President Obama Reasserts the Right of "All Countries" to Peaceful Use of Atomic Energy
On April 5, 2009, President Obama made a speech in Prague in the Czech Republic about a renewed effort to reduce the world’s stockpile of nuclear weapons and to encourage additional efforts to stop the spread of nuclear weapons ownership to countries that do not yet have them.
The full text of the speech is widely available. You can also find a number of places to watch the complete video of the president’s delivery so you can see the body language, the crowd response and other important details.
What you must be careful about doing is reading headlines from imprecise headline writers or from organizations that have a mission to obscure reality when it comes to discussions of nuclear topics. Stories like Obama outlines sweeping goal of nuclear-free world that start off with a leading paragraph as follows give a biased view of what the president said and meant:
PRAGUE (AP) — Declaring it “matters to all people everywhere,” President Barack Obama promised on Sunday to lead the world into a nuclear-free future, giving a hawkish edge to a peacenik pursuit even as North Korea upstaged him with the launch of a long-range rocket that theoretically could carry a warhead.
The reason that story and others like it are flat wrong is that they ignore a strong statement in the speech that the goal is a world free from nuclear weapons, not a “nuclear-free” world. First of all, that second phrasing is ridiculous – all matter is composed of atoms and every single atom has an nucleus. It is not remotely possible to have a nuclear-free world. It would also be a myopic decision to attempt to use a fear of nuclear explosions to impose a fear of controlled nuclear energy, just as it would be silly to teach people that they should avoid filling up their car with gasoline or having natural gas piped into their home because it is possible that each fluid could explode and cause painful death and destruction with long term, health affecting residues.
Fortunately, President Obama clearly recognizes the difference between nuclear weapons and nuclear energy and has no intention of supporting programs that would hamper the use of a valuable tool out of unreasonable fear. Here is what he said on April 5, 2009 about the peaceful use of nuclear energy:
The basic bargain is sound: countries with nuclear weapons will move toward disarmament, countries without nuclear weapons will not acquire them; and all countries can access peaceful nuclear energy. To strengthen the treaty, we should embrace several principles. We need more resources and authority to strengthen international inspections. We need real and immediate consequences for countries caught breaking the rules or trying to leave the treaty without cause.

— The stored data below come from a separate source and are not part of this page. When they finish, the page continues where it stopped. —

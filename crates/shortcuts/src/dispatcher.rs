//! Keystroke dispatcher
//!
//! Consumes raw key-down events from the host, filters out events that
//! must not trigger shortcuts (editable focus, blocking modals, the
//! global preference switch), recognizes single-key and two-key sequence
//! triggers, and produces at most one [`Command`] per keystroke.
//!
//! The dispatcher is a small state machine over its sequence buffer:
//! idle until a qualifying key arrives, buffering while a sequence
//! prefix is pending, back to idle on a match, a timeout, or a
//! disqualifying event. The quiet-period reset is a cancellable alarm on
//! the host's timer facility, never a blocking wait. Nothing here ever
//! raises a user-visible error; an event matching no rule is consumed
//! silently.

use std::time::Duration;

use log::debug;

use crate::command::{Command, ShortcutActions};
use crate::context::ShortcutContext;
use crate::event::KeyEvent;
use crate::keymap;
use crate::timer::{TimerHost, TimerToken};

/// Quiet period after which a pending sequence prefix is discarded
pub const SEQUENCE_TIMEOUT: Duration = Duration::from_millis(1000);

const ESCAPE: &str = "Escape";

/// Multi-key shortcut dispatcher. One instance per UI session; no state
/// survives the session.
#[derive(Debug, Default)]
pub struct Dispatcher {
    /// Lower-cased characters accumulated since the last reset
    buffer: String,
    /// Token of the armed reset alarm, if any
    pending: Option<TimerToken>,
}

impl Dispatcher {
    pub fn new() -> Self {
        Self::default()
    }

    /// Pending sequence prefix, for hosts that display it
    pub fn buffer(&self) -> &str {
        &self.buffer
    }

    /// Process one key-down event against the current host context.
    ///
    /// Returns at most one command. `timers` is the host alarm facility
    /// used to arm and cancel the sequence reset.
    pub fn handle(
        &mut self,
        event: &KeyEvent,
        ctx: &ShortcutContext,
        timers: &mut dyn TimerHost,
    ) -> Option<Command> {
        if !ctx.shortcuts_enabled {
            return None;
        }
        // Typing in a field never triggers shortcuts
        if event.editable_target {
            return None;
        }
        // A blocking modal swallows everything except Escape
        if ctx.modal_open() && event.key != ESCAPE {
            return None;
        }

        // Palette toggle wins over any pending sequence
        if event.meta_or_ctrl() && event.key == "k" {
            self.reset(timers);
            return Some(Command::ToggleCommandPalette);
        }

        if event.key == ESCAPE {
            // Highest-priority overlay first; other overlays handle
            // Escape themselves outside this layer
            if ctx.command_palette_open {
                return Some(Command::CloseCommandPalette);
            }
            if ctx.shortcuts_help_open {
                return Some(Command::CloseShortcutsHelp);
            }
            return None;
        }

        if event.key == "?" {
            self.reset(timers);
            return Some(Command::OpenShortcutsHelp);
        }

        // Shift+U skips the buffer entirely: it neither joins a sequence
        // nor disturbs one when its guard fails
        if event.shift && event.key == "U" {
            if let Some(cmd) = keymap::shifted_command(&event.key, ctx) {
                self.reset(timers);
                return Some(cmd);
            }
            return None;
        }

        let Some(ch) = event.as_char() else {
            // Named keys (Enter, arrows, bare modifiers) cannot extend a
            // sequence; drop any pending prefix
            self.reset(timers);
            return None;
        };

        if let Some(token) = self.pending.take() {
            timers.cancel(token);
        }
        self.buffer.extend(ch.to_lowercase());

        if let Some(cmd) = keymap::sequence_command(&self.buffer) {
            debug!("sequence {:?} matched", self.buffer);
            self.buffer.clear();
            return Some(cmd);
        }

        self.pending = Some(timers.schedule(SEQUENCE_TIMEOUT));

        // Single-key triggers only engage as the first key of a would-be
        // sequence; any buffered prefix suppresses them. A guard failure
        // leaves the key buffered as a sequence candidate.
        if self.buffer.chars().count() == 1
            && let Some(cmd) = keymap::single_key_command(&event.key, ctx)
        {
            self.reset(timers);
            return Some(cmd);
        }

        None
    }

    /// Handle the event and route any resulting command to the host
    pub fn dispatch(
        &mut self,
        event: &KeyEvent,
        ctx: &ShortcutContext,
        timers: &mut dyn TimerHost,
        actions: &mut dyn ShortcutActions,
    ) {
        if let Some(cmd) = self.handle(event, ctx, timers) {
            cmd.apply(actions);
        }
    }

    /// Host callback for a fired reset alarm.
    ///
    /// Clears the buffer iff `token` is the currently armed alarm;
    /// fires from cancelled or superseded alarms are ignored.
    pub fn on_timeout(&mut self, token: TimerToken) {
        if self.pending == Some(token) {
            debug!("sequence {:?} timed out", self.buffer);
            self.pending = None;
            self.buffer.clear();
        }
    }

    fn reset(&mut self, timers: &mut dyn TimerHost) {
        self.buffer.clear();
        if let Some(token) = self.pending.take() {
            timers.cancel(token);
        }
    }
}
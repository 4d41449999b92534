//! User preference cache
//!
//! A thin client-side cache of display and behavior preferences,
//! persisted as JSON in the Whymail config directory. A missing file
//! loads as product defaults, and missing fields in an older file fill
//! in from defaults, so upgrades never fail to load.

use anyhow::Result;
use serde::{Deserialize, Serialize};
use std::path::Path;

/// Preferences filename in the Whymail config directory
const PREFS_FILE: &str = "preferences.json";

/// Color theme
#[derive(Debug, Clone, Copy, PartialEq, Eq, Serialize, Deserialize)]
#[serde(rename_all = "lowercase")]
pub enum Theme {
    Light,
    Dark,
}

/// Message list density
#[derive(Debug, Clone, Copy, PartialEq, Eq, Serialize, Deserialize)]
#[serde(rename_all = "lowercase")]
pub enum Density {
    Comfortable,
    Compact,
}

/// Persisted user preferences
#[derive(Debug, Clone, PartialEq, Serialize, Deserialize)]
#[serde(default, rename_all = "camelCase")]
pub struct Preferences {
    pub theme: Theme,
    pub density: Density,
    /// Master switch for the keystroke dispatcher; feeds
    /// `ShortcutContext::shortcuts_enabled`
    pub keyboard_shortcuts: bool,
    pub notification_sounds: bool,
    pub language: String,
}

impl Default for Preferences {
    fn default() -> Self {
        Self {
            theme: Theme::Light,
            density: Density::Comfortable,
            keyboard_shortcuts: true,
            notification_sounds: true,
            language: "en".to_string(),
        }
    }
}

impl Preferences {
    /// Load preferences from the Whymail config directory.
    ///
    /// Returns defaults when no file exists yet; an unreadable or
    /// malformed file is an error.
    pub fn load() -> Result<Self> {
        if !config::config_exists(PREFS_FILE) {
            return Ok(Self::default());
        }
        config::load_json(PREFS_FILE)
    }

    /// Load preferences from a specific JSON file
    pub fn load_from(path: &Path) -> Result<Self> {
        config::load_json_file(path)
    }

    /// Parse preferences from a JSON string
    pub fn from_json(json: &str) -> Result<Self> {
        Ok(serde_json::from_str(json)?)
    }

    /// Save preferences to the Whymail config directory
    pub fn save(&self) -> Result<()> {
        config::save_json(PREFS_FILE, self)
    }

    /// Save preferences to a specific path
    pub fn save_to(&self, path: &Path) -> Result<()> {
        config::save_json_file(path, self)
    }
}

And we should build a new framework for civil nuclear cooperation, including an international fuel bank, so that countries can access peaceful power without increasing the risks of proliferation. That must be the right of every nation that renounces nuclear weapons, especially developing countries embarking on peaceful programs. No approach will succeed if it is based on the denial of rights to nations that play by the rules. We must harness the power of nuclear energy on behalf of our efforts to combat climate change, and to advance opportunity for all people. (Emphasis added)
That is a strong and welcome statement with a solid historical background rooted in Eisenhower’s important vision of Atoms for Peace. Sign me up as a strong supporter of the effort to reduce the importance of nuclear weapons in national security planning and to repurpose the resulting stockpile of fissile materials as important ingredients in peaceful nuclear power applications. In a fit of vanity, I’ll call my personal crusade in this area Adams for Peace.
One more nuance that needs to be clearly understood is that President Obama did not call for a halt in the production of fissile materials, since those materials are just as important as ever for the controlled use of atomic fission. (Fissile materials are the ones that produce immediate power and mainly consist of U-233, U-235 and Pu-239.) Here is the exact wording of what the president said about the production of those materials:
And to cut off the building blocks needed for a bomb, the United States will seek a new treaty that verifiably ends the production of fissile materials intended for use in state nuclear weapons. If we are serious about stopping the spread of these weapons, then we should put an end to the dedicated production of weapons grade materials that create them.
In other words, the production of fissile materials that are properly intended for peaceful use and protected in such a way as to prevent them from being used for unintended purposes should not and will NOT be inhibited or prohibited.